(Data for the task)
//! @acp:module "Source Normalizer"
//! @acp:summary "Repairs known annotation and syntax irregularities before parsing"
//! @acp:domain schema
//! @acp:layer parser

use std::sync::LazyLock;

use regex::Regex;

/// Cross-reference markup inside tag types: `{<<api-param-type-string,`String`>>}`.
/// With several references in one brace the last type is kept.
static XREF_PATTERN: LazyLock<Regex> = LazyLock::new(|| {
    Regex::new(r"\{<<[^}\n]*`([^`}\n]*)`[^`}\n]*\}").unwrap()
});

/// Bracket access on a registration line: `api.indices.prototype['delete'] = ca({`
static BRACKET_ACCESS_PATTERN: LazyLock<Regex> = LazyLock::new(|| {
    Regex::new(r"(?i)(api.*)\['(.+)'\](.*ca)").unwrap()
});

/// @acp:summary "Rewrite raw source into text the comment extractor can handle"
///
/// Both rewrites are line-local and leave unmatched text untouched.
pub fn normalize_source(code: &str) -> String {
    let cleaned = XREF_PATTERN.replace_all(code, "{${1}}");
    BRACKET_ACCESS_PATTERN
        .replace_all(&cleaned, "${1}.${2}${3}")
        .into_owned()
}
(End Data for the task)
#### About this exercise
The answer must be the number of lines in the records where the string "code" is found, stated alone.

#### Result
2